Midas share tips: Shore to ride out storm
Shares in boutique investment bank and stockbroker Shore Capital dropped almost 5% as investors cashed in on a rise that came ahead of last week's results. But the dip to 70½p that followed Wednesday's figures could be seen as a buying opportunity.
The company is a successful broking and banking business set up by executive chairman Howard Shore. While it could be exposed to some of the turbulence rocking financial markets, Shore is also a more diversified business than many of its peers.
It has lines of business - notably a potential lucrative interest in hotels - that could provide growth outside broking and banking and help the group weather any troubles in financial markets. Half-year results showed profits to the end of June of £12.1m. up 29%.
Shore operates across the range of traditional broking and banking services and it would be rash to assume it faces no risks from any potential market slump. But its exposure is limited.
The chairman declared last week that the group had no direct exposure to credit markets.
Another area likely to be hit by the recent turbulence is new flotations, typically a core business for an outfit such as Shore. But there, too, its exposure is small, with just ten% of its profits coming from its work on public share offerings.
On the positive side, the group has a range of other interests. The most notable is its ten% holding in Dawnay Shore Hotels, which bought the Paramount chain of Hotels in 2004.
DSH own 20 four and five-star premises, valued in total at more than half abn pounds, including landmark hotels such as the Carlton Hotel in Edinburgh and The Lygon Arms, which occupies a Tudor mansion in Broadway, Worcestershire.
Last month DSH unveiled a deal to lease the sites to Spanish hotels group Barcelo. DSH will earn a minimum return of £28m from the lease but will also share in any rise in profits for Barcelo. It is thought DSH will use the money from the deal to refinance the business and return a large quantity of cash to shareholders, including Shore Capital.
• Midas Verdict: With shares at 70½p, Shore Capital is already valued at a premium to other brokers of its size and it may suffer if market turbulence gets any worse.
But Shore is far more diverse and as seen in the hotels operations has guaranteed income from sources outside financial markets, not to mention potential share in the expected expansion of the hotels arm.
For those willing to brave the market risks, the shares are a buy.
With stock markets emerging from a summer of turmoil, now may be a good moment to revisit a company picked out by Midas at the start of the year.
Shares in the fledgling Plus Markets stock exchange are up 23% since our recommendation.

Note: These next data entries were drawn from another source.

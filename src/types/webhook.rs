use std::collections::{BTreeMap, BTreeSet};

use chrono::{DateTime, Utc};
use serde::{Deserialize, Serialize};
use specta::Type;
use uuid::Uuid;

/// A registered delivery target. Never serialized directly: the API renders
/// [`WebhookResponse`](super::WebhookResponse), which withholds the secret.
#[derive(Debug, Clone, PartialEq)]
pub struct Webhook {
    pub id: Uuid,
    pub workspace_id: Uuid,
    pub user_id: Uuid,
    pub url: String,
    pub secret: Option<String>,
    pub status: WebhookStatus,
    pub events: BTreeSet<String>,

    pub http_method: HttpMethod,
    pub content_type: ContentType,
    pub timeout_ms: u64,
    pub max_retries: u32,
    /// Base unit of the retry backoff.
    pub retry_delay_ms: u64,
    pub headers: BTreeMap<String, String>,
    pub signature_header: Option<String>,
    pub signature_algorithm: Option<String>,

    // Lifetime counters, never reset.
    pub success_count: u64,
    pub failure_count: u64,
    pub last_delivery_at: Option<DateTime<Utc>>,
    pub last_delivery_status: Option<DeliveryOutcome>,
    pub last_error: Option<String>,

    pub created_at: DateTime<Utc>,
    pub updated_at: DateTime<Utc>,
}

#[derive(Debug, Clone, Copy, Serialize, Deserialize, Type, PartialEq, Eq)]
#[serde(rename_all = "snake_case")]
pub enum WebhookStatus {
    Active,
    Paused,
    Disabled,
}

#[derive(Debug, Clone, Copy, Serialize, Deserialize, Type, PartialEq, Eq)]
#[serde(rename_all = "UPPERCASE")]
pub enum HttpMethod {
    Post,
    Put,
    Patch,
}

#[derive(Debug, Clone, Copy, Serialize, Deserialize, Type, PartialEq, Eq)]
pub enum ContentType {
    #[serde(rename = "application/json")]
    Json,
    #[serde(rename = "application/x-www-form-urlencoded")]
    FormUrlEncoded,
}

#[derive(Debug, Clone, Copy, Serialize, Deserialize, Type, PartialEq, Eq)]
#[serde(rename_all = "snake_case")]
pub enum DeliveryOutcome {
    Success,
    Failure,
}
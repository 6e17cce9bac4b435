use std::{net::SocketAddr, str::FromStr, sync::Arc};

use courier::{
    circuit::CircuitBreakerRegistry,
    dispatcher::{DeliveryClient, Dispatcher, DispatcherConfig, WorkerPool},
    handlers,
    state::AppState,
    store::SqliteStore,
    telemetry,
    time::{Clock, SystemClock},
};
use sqlx::sqlite::{SqliteConnectOptions, SqlitePoolOptions};
use tracing::{error, info};

#[tokio::main]
async fn main() -> Result<(), Box<dyn std::error::Error>> {
    telemetry::init();

    let database_url =
        std::env::var("DATABASE_URL").unwrap_or_else(|_| "sqlite:courier.db".to_string());
    let bind_addr =
        std::env::var("COURIER_BIND_ADDR").unwrap_or_else(|_| "127.0.0.1:3001".to_string());
    let admin_api_token = std::env::var("COURIER_ADMIN_TOKEN")
        .ok()
        .filter(|token| !token.trim().is_empty());

    let options = SqliteConnectOptions::from_str(&database_url)?
        .create_if_missing(true)
        .foreign_keys(true);
    let pool = SqlitePoolOptions::new()
        .max_connections(5)
        .connect_with(options)
        .await?;

    sqlx::migrate!("./migrations").run(&pool).await?;

    let config = DispatcherConfig::from_env();
    let clock: Arc<dyn Clock> = Arc::new(SystemClock);
    let store = Arc::new(SqliteStore::new(pool));
    let registry = Arc::new(CircuitBreakerRegistry::new(
        config.circuit.clone(),
        Arc::clone(&clock),
    ));
    let client = DeliveryClient::new(&config.user_agent)?;
    let shutdown_timeout = config.shutdown_timeout;

    let dispatcher = Arc::new(Dispatcher::new(
        store.clone(),
        store,
        registry,
        client,
        clock,
        config,
    ));
    let workers = WorkerPool::start(Arc::clone(&dispatcher));

    let state = AppState {
        dispatcher,
        admin_api_token,
    };
    let app = handlers::router(state);

    let addr: SocketAddr = bind_addr.parse()?;
    let listener = tokio::net::TcpListener::bind(addr).await?;
    info!(addr = %addr, "courier listening");

    let shutdown = workers.cancellation_token();
    axum::serve(listener, app)
        .with_graceful_shutdown(async move {
            tokio::select! {
                result = tokio::signal::ctrl_c() => {
                    if let Err(err) = result {
                        error!(error = %err, "failed to listen for shutdown signal");
                    }
                }
                () = shutdown.cancelled() => {}
            }
        })
        .await?;

    workers.shutdown(shutdown_timeout).await?;
    info!("courier stopped");

    Ok(())
}
use serde::{Deserialize, Serialize};
use specta::Type;

/// Machine-readable reason carried by every non-2xx admin response.
#[derive(Debug, Clone, Copy, PartialEq, Eq, Serialize, Deserialize, Type)]
#[serde(rename_all = "snake_case")]
pub enum ApiErrorCode {
    /// A field, query parameter or path segment failed validation.
    BadRequest,
    /// The request body was not the JSON shape the route expects.
    MalformedBody,
    /// An emitted event payload was rejected before fan-out.
    InvalidPayload,
    Unauthorized,
    NotFound,
    /// The delivery is in a status that does not allow the requested change.
    InvalidTransition,
    /// The row moved under the request (another worker or admin wrote first).
    ConcurrentUpdate,
    StorageUnavailable,
    Internal,
}

#[derive(Debug, Clone, Serialize, Deserialize, Type)]
pub struct ApiErrorResponse {
    pub code: ApiErrorCode,
    pub message: String,
}
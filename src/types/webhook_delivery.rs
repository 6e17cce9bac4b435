use std::collections::BTreeMap;

use chrono::{DateTime, Utc};
use serde::{Deserialize, Serialize};
use specta::Type;
use uuid::Uuid;

/// One attempt-series for delivering one event to one webhook.
///
/// Status only changes through the transitions in `crate::delivery`.
#[derive(Debug, Clone, PartialEq, Serialize, Deserialize, Type)]
pub struct WebhookDelivery {
    pub id: Uuid,
    pub webhook_id: Uuid,
    pub workspace_id: Uuid,
    pub event: String,
    /// Serialized JSON document, never rewritten after creation.
    pub payload: String,

    pub status: DeliveryStatus,
    pub attempt_count: u32,
    pub max_attempts: u32,

    pub http_status_code: Option<u16>,
    pub response_body: Option<String>,
    pub response_headers: Option<BTreeMap<String, String>>,
    pub error_message: Option<String>,
    pub duration_ms: Option<u64>,

    /// Set iff the delivery is pending a scheduled retry (`attempt_count > 0`).
    pub next_retry_at: Option<DateTime<Utc>>,
    pub delivered_at: Option<DateTime<Utc>>,

    pub metadata: BTreeMap<String, String>,
    pub created_at: DateTime<Utc>,
    pub updated_at: DateTime<Utc>,
}

#[derive(Debug, Clone, Copy, Serialize, Deserialize, Type, PartialEq, Eq, Hash)]
#[serde(rename_all = "snake_case")]
pub enum DeliveryStatus {
    Pending,
    Delivered,
    Failed,
}
use chrono::{DateTime, Utc};
use serde::{Deserialize, Serialize};
use specta::Type;
use uuid::Uuid;

#[derive(Debug, Clone, PartialEq, Serialize, Deserialize, Type)]
pub struct DeliveryAttemptLog {
    pub id: Uuid,
    pub delivery_id: Uuid,
    pub webhook_id: Uuid,
    pub attempt_no: u32,
    pub started_at: DateTime<Utc>,
    pub finished_at: DateTime<Utc>,

    pub success: bool,
    pub http_status_code: Option<u16>,
    pub response_body: Option<String>,

    pub error_kind: Option<AttemptErrorKind>,
    pub error_message: Option<String>,
    pub duration_ms: u64,
}

#[derive(Debug, Clone, Copy, Serialize, Deserialize, Type, PartialEq, Eq)]
#[serde(rename_all = "snake_case")]
pub enum AttemptErrorKind {
    Timeout,
    Network,
    HttpStatus,
    CircuitOpen,
    Unexpected,
}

The company has emerged from the Ofex business, which offered a trading platform for shares in small often familyowned companies. But under the leadership of Simon Brickles, a former London Stock Exchange executive, the group has become far more ambitious in its plans to rival the LSE itself.
The group has delivered precisely as expected in its plans to offer services to rival the London Stock Exchange, winning Recognised Exchange Status from regulators and taking away from the LSE more share trading in Alternative Investment Market stocks.
Its shares ended last week at 24p, up from 19½p in January. But like everyone, its shares have suffered in the recent turmoil. At one point this summer they stood at 32p, a huge 64% gain from January. Midas is confident they will see this level again within the year. Hold on.